**TASK DATA**:
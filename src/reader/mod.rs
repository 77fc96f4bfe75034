//! # Sheet Reader
//!
//! [`SheetReader`] answers lookups against a workbook whose sheets have been
//! described with a [`SheetConfig`]: which row holds the field labels, which
//! rows hold data, and which field identifies a row.
//!
//! Every operation taking `sheet: Option<&str>` works on the active sheet when
//! given `None`. Sheet names and field names match ignoring case.

mod record;

pub use crate::reader::record::Record;

use crate::config::ConfigError;
use crate::config::SheetConfig;
use crate::error::LoadError;
use crate::spreadsheet;
use crate::spreadsheet::sheet::Sheet;
use crate::spreadsheet::SpreadsheetError;
use log::debug;
use std::collections::HashMap;
use std::fmt::Display;
use std::path::Path;
use std::path::PathBuf;
use thiserror::Error;

/// Errors returned by [`SheetReader`].
#[derive(Error, Debug)]
pub enum ReaderError {
    #[error("No readable Excel file at '{}': {source}", .path.display())]
    Load { path: PathBuf, source: LoadError },

    #[error("Sheet '{0}' not found in workbook")]
    SheetNotFound(String),

    #[error(transparent)]
    Config(#[from] ConfigError),
}

/// Coarse category of a [`ReaderError`].
#[derive(Copy, Clone, Debug, PartialEq, Eq)]
pub enum ErrorKind {
    Load,
    NotFound,
    Config,
}

impl ReaderError {
    pub fn kind(&self) -> ErrorKind {
        match self {
            ReaderError::Load { .. } => ErrorKind::Load,
            ReaderError::SheetNotFound(_) => ErrorKind::NotFound,
            ReaderError::Config(_) => ErrorKind::Config,
        }
    }
}

/// Fully configured layout of one sheet.
struct Layout<'a> {
    sheet: &'a Sheet,
    fields_row: usize,
    lower: usize,
    upper: usize,
    unique_id_field: &'a str,
}

/// Configuration-driven lookups over the sheets of one workbook.
///
/// ```no_run
/// use sheet_query::{SheetConfig, SheetReader};
///
/// # fn main() -> Result<(), sheet_query::ReaderError> {
/// let mut reader = SheetReader::open("countries.xls")?;
/// let config = SheetConfig::new()
///     .with_fields_row(0)
///     .with_data_rows(1, 241)
///     .with_unique_id_field("numeric_code");
/// reader.set_sheet_config("Countries", config)?;
/// reader.set_active_sheet("Countries")?;
/// let record = reader.query(231, Some(["iso_alpha3_code", "country_or_area_name"].as_slice()), None)?;
/// # Ok(())
/// # }
/// ```
pub struct SheetReader {
    path: PathBuf,
    sheets: Vec<Sheet>,
    /// Keyed by the sheet name as stored in the workbook
    configs: HashMap<String, SheetConfig>,
    active: usize,
}

impl SheetReader {
    /// Loads every sheet of the workbook at `path`. Each sheet starts with an
    /// empty config and the first sheet is active.
    pub fn open<P: AsRef<Path>>(path: P) -> Result<SheetReader, ReaderError> {
        let path = path.as_ref().to_path_buf();
        let load_error = |source: LoadError| ReaderError::Load {
            path: path.clone(),
            source,
        };
        let sheets = spreadsheet::open(&path).map_err(load_error)?;
        if sheets.is_empty() {
            let name = path.to_string_lossy().to_string();
            return Err(load_error(SpreadsheetError::SpreadsheetEmptyError(name).into()));
        }
        let configs = sheets
            .iter()
            .map(|sheet| (sheet.name().to_owned(), SheetConfig::default()))
            .collect();
        debug!("Opened '{}' with {} sheets, active sheet '{}'", path.display(), sheets.len(), sheets[0].name());

        Ok(SheetReader {
            path,
            sheets,
            configs,
            active: 0,
        })
    }

    pub fn path(&self) -> &Path {
        &self.path
    }

    pub fn sheets(&self) -> &[Sheet] {
        &self.sheets
    }

    pub fn sheet_names(&self) -> Vec<&str> {
        self.sheets.iter().map(Sheet::name).collect()
    }

    pub fn active_sheet(&self) -> &Sheet {
        &self.sheets[self.active]
    }

    /// Finds a sheet by name, ignoring case.
    pub fn sheet_by_name(&self, name: &str) -> Result<&Sheet, ReaderError> {
        self.position(name).map(|index| &self.sheets[index])
    }

    /// The current config of a sheet; unset settings are `None`.
    pub fn sheet_config(&self, sheet: Option<&str>) -> Result<&SheetConfig, ReaderError> {
        let index = self.resolve(sheet)?;
        Ok(self.config(index))
    }

    /// Replaces the whole config of a sheet. A config missing any setting is
    /// rejected and the previous config stays in place.
    pub fn set_sheet_config(&mut self, sheet: &str, config: SheetConfig) -> Result<(), ReaderError> {
        let index = self.position(sheet)?;
        let name = self.sheets[index].name().to_owned();
        if let Some(property) = config.missing_property() {
            return Err(ConfigError::MissingProperty { sheet: name, property }.into());
        }
        debug!("Configured sheet '{}': {:?}", name, config);
        self.configs.insert(name, config);
        Ok(())
    }

    pub fn is_configured(&self, sheet: Option<&str>) -> Result<bool, ReaderError> {
        let index = self.resolve(sheet)?;
        Ok(self.config(index).is_complete())
    }

    /// Makes a configured sheet the default for later calls. Unknown and
    /// unconfigured sheets are both config errors.
    pub fn set_active_sheet(&mut self, sheet: &str) -> Result<(), ReaderError> {
        let index = self
            .position(sheet)
            .map_err(|_| ConfigError::UnknownSheet(sheet.to_owned()))?;
        let name = self.sheets[index].name();
        if !self.config(index).is_complete() {
            Err(ConfigError::NotConfigured(name.to_owned()))?
        }
        debug!("Active sheet is now '{}'", name);
        self.active = index;
        Ok(())
    }

    /// The field labels, left to right over every column of the sheet.
    pub fn fields(&self, sheet: Option<&str>) -> Result<Vec<String>, ReaderError> {
        let layout = self.layout(sheet)?;
        Ok(layout.sheet.row_values(layout.fields_row))
    }

    /// The first column whose label equals `field`, ignoring case.
    pub fn col_index_by_field(&self, field: &str, sheet: Option<&str>) -> Result<Option<usize>, ReaderError> {
        let layout = self.layout(sheet)?;
        Ok(find_field(&layout, field))
    }

    /// The first data row whose unique-id cell equals `uid`.
    ///
    /// Values are compared as rendered text, and two values that both read as
    /// numbers also match when numerically equal, so `20`, `"20"` and `20.0`
    /// all find a cell holding 20.
    pub fn row_index_by_uid(&self, uid: impl Display, sheet: Option<&str>) -> Result<Option<usize>, ReaderError> {
        let layout = self.layout(sheet)?;
        Ok(find_row(&layout, &uid.to_string()))
    }

    /// Reads the requested fields (all fields when `None`) of the row identified
    /// by `uid`. Returns `None` when no row matches; fields that match no
    /// label are left out of the record.
    pub fn query(
        &self,
        uid: impl Display,
        fields: Option<&[&str]>,
        sheet: Option<&str>,
    ) -> Result<Option<Record>, ReaderError> {
        let layout = self.layout(sheet)?;
        let row = match find_row(&layout, &uid.to_string()) {
            Some(row) => row,
            None => return Ok(None),
        };
        let all_fields;
        let fields: Vec<&str> = match fields {
            Some(fields) => fields.to_vec(),
            None => {
                all_fields = layout.sheet.row_values(layout.fields_row);
                all_fields.iter().map(String::as_str).collect()
            }
        };

        let mut record = Record::default();
        for field in fields {
            if let Some(col) = find_field(&layout, field) {
                record.insert(field, layout.sheet.cell_value(row, col));
            }
        }
        Ok(Some(record))
    }

    /// Reads a single field of the row identified by `uid`.
    pub fn query_field(&self, uid: impl Display, field: &str, sheet: Option<&str>) -> Result<Option<String>, ReaderError> {
        let layout = self.layout(sheet)?;
        let value = find_row(&layout, &uid.to_string())
            .zip(find_field(&layout, field))
            .map(|(row, col)| layout.sheet.cell_value(row, col));
        Ok(value)
    }

    /// Narrows the data rows later lookups scan. Requires `0 < lower < upper`.
    pub fn set_visible_rows(&mut self, lower: usize, upper: usize, sheet: Option<&str>) -> Result<(), ReaderError> {
        let index = self.resolve(sheet)?;
        if lower == 0 || upper <= lower {
            Err(ConfigError::InvalidVisibleRows { lower, upper })?
        }
        let name = self.sheets[index].name().to_owned();
        debug!("Visible rows of sheet '{}' set to {}..={}", name, lower, upper);
        self.configs.entry(name).or_default().set_visible_rows(lower, upper);
        Ok(())
    }

    /// Switches the unique-id field of a configured sheet. Returns `false`, and
    /// changes nothing, when `field` is not one of the sheet's labels.
    pub fn set_unique_id_field(&mut self, field: &str, sheet: Option<&str>) -> Result<bool, ReaderError> {
        let layout = self.layout(sheet)?;
        if find_field(&layout, field).is_none() {
            return Ok(false);
        }
        let name = layout.sheet.name().to_owned();
        debug!("Unique id field of sheet '{}' set to '{}'", name, field);
        self.configs.entry(name).or_default().set_unique_id_field(field);
        Ok(true)
    }

    fn position(&self, name: &str) -> Result<usize, ReaderError> {
        let lowercase = name.to_lowercase();
        self.sheets
            .iter()
            .position(|sheet| sheet.name().to_lowercase() == lowercase)
            .ok_or_else(|| ReaderError::SheetNotFound(name.to_owned()))
    }

    fn resolve(&self, sheet: Option<&str>) -> Result<usize, ReaderError> {
        match sheet {
            Some(name) => self.position(name),
            None => Ok(self.active),
        }
    }

    fn config(&self, index: usize) -> &SheetConfig {
        static EMPTY: SheetConfig = SheetConfig::EMPTY;
        self.configs.get(self.sheets[index].name()).unwrap_or(&EMPTY)
    }

    fn layout(&self, sheet: Option<&str>) -> Result<Layout<'_>, ReaderError> {
        let index = self.resolve(sheet)?;
        let sheet = &self.sheets[index];
        let (fields_row, lower, upper, unique_id_field) = self
            .config(index)
            .layout()
            .ok_or_else(|| ConfigError::NotConfigured(sheet.name().to_owned()))?;
        Ok(Layout {
            sheet,
            fields_row,
            lower,
            upper,
            unique_id_field,
        })
    }
}

fn find_field(layout: &Layout<'_>, field: &str) -> Option<usize> {
    let field = field.to_lowercase();
    (0..layout.sheet.ncols()).find(|col| layout.sheet.cell_value(layout.fields_row, *col).to_lowercase() == field)
}

/// Scans the data rows that exist in the sheet; bounds past the last row are cut.
fn find_row(layout: &Layout<'_>, uid: &str) -> Option<usize> {
    let col = find_field(layout, layout.unique_id_field)?;
    let last = layout.upper.min(layout.sheet.nrows().checked_sub(1)?);
    (layout.lower..=last).find(|row| uid_matches(&layout.sheet.cell_value(*row, col), uid))
}

fn uid_matches(value: &str, uid: &str) -> bool {
    if value == uid {
        return true;
    }
    match (value.parse::<f64>(), uid.parse::<f64>()) {
        (Ok(value), Ok(uid)) => value == uid,
        _ => false,
    }
}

**REQUIRED WORK**:
Find the lines of the listing above that hold "bool". Please copy them.

**TASK OUTPUT**:
    pub fn is_configured(&self, sheet: Option<&str>) -> Result<bool, ReaderError> {
    pub fn set_unique_id_field(&mut self, field: &str, sheet: Option<&str>) -> Result<bool, ReaderError> {
fn uid_matches(value: &str, uid: &str) -> bool {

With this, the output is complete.